- **PROBLEM TO WORK ON**
A word-for-word transcription of the records is required.

- **MATERIAL PROVIDED**
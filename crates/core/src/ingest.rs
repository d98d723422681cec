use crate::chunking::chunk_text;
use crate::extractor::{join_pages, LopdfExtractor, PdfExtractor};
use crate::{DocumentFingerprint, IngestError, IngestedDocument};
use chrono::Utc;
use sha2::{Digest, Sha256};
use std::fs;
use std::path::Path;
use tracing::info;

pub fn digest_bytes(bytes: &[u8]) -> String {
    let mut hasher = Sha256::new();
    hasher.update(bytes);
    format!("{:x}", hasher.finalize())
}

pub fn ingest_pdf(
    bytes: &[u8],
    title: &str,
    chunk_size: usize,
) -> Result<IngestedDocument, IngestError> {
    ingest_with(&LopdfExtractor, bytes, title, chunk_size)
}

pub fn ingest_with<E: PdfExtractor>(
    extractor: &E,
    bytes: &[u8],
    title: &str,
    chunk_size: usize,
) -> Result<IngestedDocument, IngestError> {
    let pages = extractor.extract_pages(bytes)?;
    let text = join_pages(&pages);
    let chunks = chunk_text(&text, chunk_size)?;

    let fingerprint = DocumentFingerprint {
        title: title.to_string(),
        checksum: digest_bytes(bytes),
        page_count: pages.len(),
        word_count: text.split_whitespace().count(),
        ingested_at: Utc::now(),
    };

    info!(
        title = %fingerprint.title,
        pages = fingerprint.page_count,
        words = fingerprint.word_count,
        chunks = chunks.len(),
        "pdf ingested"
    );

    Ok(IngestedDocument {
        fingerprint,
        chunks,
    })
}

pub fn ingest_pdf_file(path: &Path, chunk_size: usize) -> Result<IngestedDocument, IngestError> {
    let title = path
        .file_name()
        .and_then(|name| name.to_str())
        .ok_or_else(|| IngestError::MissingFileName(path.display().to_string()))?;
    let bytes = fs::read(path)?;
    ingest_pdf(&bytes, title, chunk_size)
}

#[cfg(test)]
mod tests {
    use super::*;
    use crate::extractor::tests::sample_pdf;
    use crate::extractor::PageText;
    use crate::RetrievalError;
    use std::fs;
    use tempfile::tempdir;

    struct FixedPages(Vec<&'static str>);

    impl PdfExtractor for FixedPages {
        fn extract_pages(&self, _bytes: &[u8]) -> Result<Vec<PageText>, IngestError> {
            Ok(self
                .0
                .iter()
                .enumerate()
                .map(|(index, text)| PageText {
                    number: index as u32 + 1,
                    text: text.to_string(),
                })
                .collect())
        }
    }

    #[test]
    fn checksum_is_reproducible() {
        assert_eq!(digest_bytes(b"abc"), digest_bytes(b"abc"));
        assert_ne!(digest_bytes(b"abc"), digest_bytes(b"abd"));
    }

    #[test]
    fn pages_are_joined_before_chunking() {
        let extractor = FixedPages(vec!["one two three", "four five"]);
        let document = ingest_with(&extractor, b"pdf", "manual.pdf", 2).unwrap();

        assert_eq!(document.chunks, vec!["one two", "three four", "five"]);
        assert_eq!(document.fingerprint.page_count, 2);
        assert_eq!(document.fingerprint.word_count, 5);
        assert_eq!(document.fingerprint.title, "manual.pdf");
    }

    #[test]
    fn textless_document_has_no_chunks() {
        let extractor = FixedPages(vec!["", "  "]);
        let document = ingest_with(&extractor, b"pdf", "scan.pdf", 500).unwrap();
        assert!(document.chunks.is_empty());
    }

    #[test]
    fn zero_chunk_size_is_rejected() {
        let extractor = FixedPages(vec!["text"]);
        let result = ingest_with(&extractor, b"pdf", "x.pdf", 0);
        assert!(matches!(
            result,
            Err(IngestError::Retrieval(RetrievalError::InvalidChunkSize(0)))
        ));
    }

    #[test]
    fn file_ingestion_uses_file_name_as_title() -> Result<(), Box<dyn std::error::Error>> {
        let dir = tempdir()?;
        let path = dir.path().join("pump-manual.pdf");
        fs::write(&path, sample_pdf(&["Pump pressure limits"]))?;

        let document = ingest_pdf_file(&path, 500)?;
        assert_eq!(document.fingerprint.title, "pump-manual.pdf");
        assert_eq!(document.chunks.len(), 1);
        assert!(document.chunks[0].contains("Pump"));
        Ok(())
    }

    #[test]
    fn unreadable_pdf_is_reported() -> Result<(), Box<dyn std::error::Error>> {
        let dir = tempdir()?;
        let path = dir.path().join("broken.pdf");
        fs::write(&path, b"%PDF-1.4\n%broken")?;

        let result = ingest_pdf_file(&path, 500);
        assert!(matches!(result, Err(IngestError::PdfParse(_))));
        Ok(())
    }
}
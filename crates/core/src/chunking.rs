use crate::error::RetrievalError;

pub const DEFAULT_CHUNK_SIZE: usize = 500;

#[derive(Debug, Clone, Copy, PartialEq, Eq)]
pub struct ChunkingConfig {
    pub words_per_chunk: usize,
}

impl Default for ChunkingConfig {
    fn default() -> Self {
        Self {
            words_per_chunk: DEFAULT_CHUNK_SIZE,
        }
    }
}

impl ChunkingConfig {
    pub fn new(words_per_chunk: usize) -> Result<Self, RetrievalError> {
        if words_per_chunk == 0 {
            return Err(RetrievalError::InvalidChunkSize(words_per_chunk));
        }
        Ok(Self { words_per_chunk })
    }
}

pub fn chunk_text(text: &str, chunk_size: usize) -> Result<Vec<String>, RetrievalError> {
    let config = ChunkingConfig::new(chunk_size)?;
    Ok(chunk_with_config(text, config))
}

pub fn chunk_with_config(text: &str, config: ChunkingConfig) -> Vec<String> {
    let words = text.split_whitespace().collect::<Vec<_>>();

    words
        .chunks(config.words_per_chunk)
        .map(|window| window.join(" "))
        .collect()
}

- **TASK RESULT**
filename crates/core/src/ingest.rs
repository d98d723422681cec
use crate::chunking::chunk_text;
use crate::extractor::{join_pages, LopdfExtractor, PdfExtractor};
use crate::{DocumentFingerprint, IngestError, IngestedDocument};
use chrono::Utc;
use sha2::{Digest, Sha256};
use std::fs;
use std::path::Path;
use tracing::info;

pub fn digest_bytes(bytes: &[u8]) -> String {
    let mut hasher = Sha256::new();
    hasher.update(bytes);
    format!("{:x}", hasher.finalize())
}

pub fn ingest_pdf(
    bytes: &[u8],
    title: &str,
    chunk_size: usize,
) -> Result<IngestedDocument, IngestError> {
    ingest_with(&LopdfExtractor, bytes, title, chunk_size)
}

pub fn ingest_with<E: PdfExtractor>(
    extractor: &E,
    bytes: &[u8],
    title: &str,
    chunk_size: usize,
) -> Result<IngestedDocument, IngestError> {
    let pages = extractor.extract_pages(bytes)?;
    let text = join_pages(&pages);
    let chunks = chunk_text(&text, chunk_size)?;

    let fingerprint = DocumentFingerprint {
        title: title.to_string(),
        checksum: digest_bytes(bytes),
        page_count: pages.len(),
        word_count: text.split_whitespace().count(),
        ingested_at: Utc::now(),
    };

    info!(
        title = %fingerprint.title,
        pages = fingerprint.page_count,
        words = fingerprint.word_count,
        chunks = chunks.len(),
        "pdf ingested"
    );

    Ok(IngestedDocument {
        fingerprint,
        chunks,
    })
}

pub fn ingest_pdf_file(path: &Path, chunk_size: usize) -> Result<IngestedDocument, IngestError> {
    let title = path
        .file_name()
        .and_then(|name| name.to_str())
        .ok_or_else(|| IngestError::MissingFileName(path.display().to_string()))?;
    let bytes = fs::read(path)?;
    ingest_pdf(&bytes, title, chunk_size)
}

#[cfg(test)]
mod tests {
    use super::*;
    use crate::extractor::tests::sample_pdf;
    use crate::extractor::PageText;
    use crate::RetrievalError;
    use std::fs;
    use tempfile::tempdir;

    struct FixedPages(Vec<&'static str>);

    impl PdfExtractor for FixedPages {
        fn extract_pages(&self, _bytes: &[u8]) -> Result<Vec<PageText>, IngestError> {
            Ok(self
                .0
                .iter()
                .enumerate()
                .map(|(index, text)| PageText {
                    number: index as u32 + 1,
                    text: text.to_string(),
                })
                .collect())
        }
    }

    #[test]
    fn checksum_is_reproducible() {
        assert_eq!(digest_bytes(b"abc"), digest_bytes(b"abc"));
        assert_ne!(digest_bytes(b"abc"), digest_bytes(b"abd"));
    }

    #[test]
    fn pages_are_joined_before_chunking() {
        let extractor = FixedPages(vec!["one two three", "four five"]);
        let document = ingest_with(&extractor, b"pdf", "manual.pdf", 2).unwrap();

        assert_eq!(document.chunks, vec!["one two", "three four", "five"]);
        assert_eq!(document.fingerprint.page_count, 2);
        assert_eq!(document.fingerprint.word_count, 5);
        assert_eq!(document.fingerprint.title, "manual.pdf");
    }

    #[test]
    fn textless_document_has_no_chunks() {
        let extractor = FixedPages(vec!["", "  "]);
        let document = ingest_with(&extractor, b"pdf", "scan.pdf", 500).unwrap();
        assert!(document.chunks.is_empty());
    }

    #[test]
    fn zero_chunk_size_is_rejected() {
        let extractor = FixedPages(vec!["text"]);
        let result = ingest_with(&extractor, b"pdf", "x.pdf", 0);
        assert!(matches!(
            result,
            Err(IngestError::Retrieval(RetrievalError::InvalidChunkSize(0)))
        ));
    }

    #[test]
    fn file_ingestion_uses_file_name_as_title() -> Result<(), Box<dyn std::error::Error>> {
        let dir = tempdir()?;
        let path = dir.path().join("pump-manual.pdf");
        fs::write(&path, sample_pdf(&["Pump pressure limits"]))?;

        let document = ingest_pdf_file(&path, 500)?;
        assert_eq!(document.fingerprint.title, "pump-manual.pdf");
        assert_eq!(document.chunks.len(), 1);
        assert!(document.chunks[0].contains("Pump"));
        Ok(())
    }

    #[test]
    fn unreadable_pdf_is_reported() -> Result<(), Box<dyn std::error::Error>> {
        let dir = tempdir()?;
        let path = dir.path().join("broken.pdf");
        fs::write(&path, b"%PDF-1.4\n%broken")?;

        let result = ingest_pdf_file(&path, 500);
        assert!(matches!(result, Err(IngestError::PdfParse(_))));
        Ok(())
    }
}
filename crates/core/src/chunking.rs
use crate::error::RetrievalError;

pub const DEFAULT_CHUNK_SIZE: usize = 500;

#[derive(Debug, Clone, Copy, PartialEq, Eq)]
pub struct ChunkingConfig {
    pub words_per_chunk: usize,
}

impl Default for ChunkingConfig {
    fn default() -> Self {
        Self {
            words_per_chunk: DEFAULT_CHUNK_SIZE,
        }
    }
}

impl ChunkingConfig {
    pub fn new(words_per_chunk: usize) -> Result<Self, RetrievalError> {
        if words_per_chunk == 0 {
            return Err(RetrievalError::InvalidChunkSize(words_per_chunk));
        }
        Ok(Self { words_per_chunk })
    }
}

pub fn chunk_text(text: &str, chunk_size: usize) -> Result<Vec<String>, RetrievalError> {
    let config = ChunkingConfig::new(chunk_size)?;
    Ok(chunk_with_config(text, config))
}

pub fn chunk_with_config(text: &str, config: ChunkingConfig) -> Vec<String> {
    let words = text.split_whitespace().collect::<Vec<_>>();

    words
        .chunks(config.words_per_chunk)
        .map(|window| window.join(" "))
        .collect()
}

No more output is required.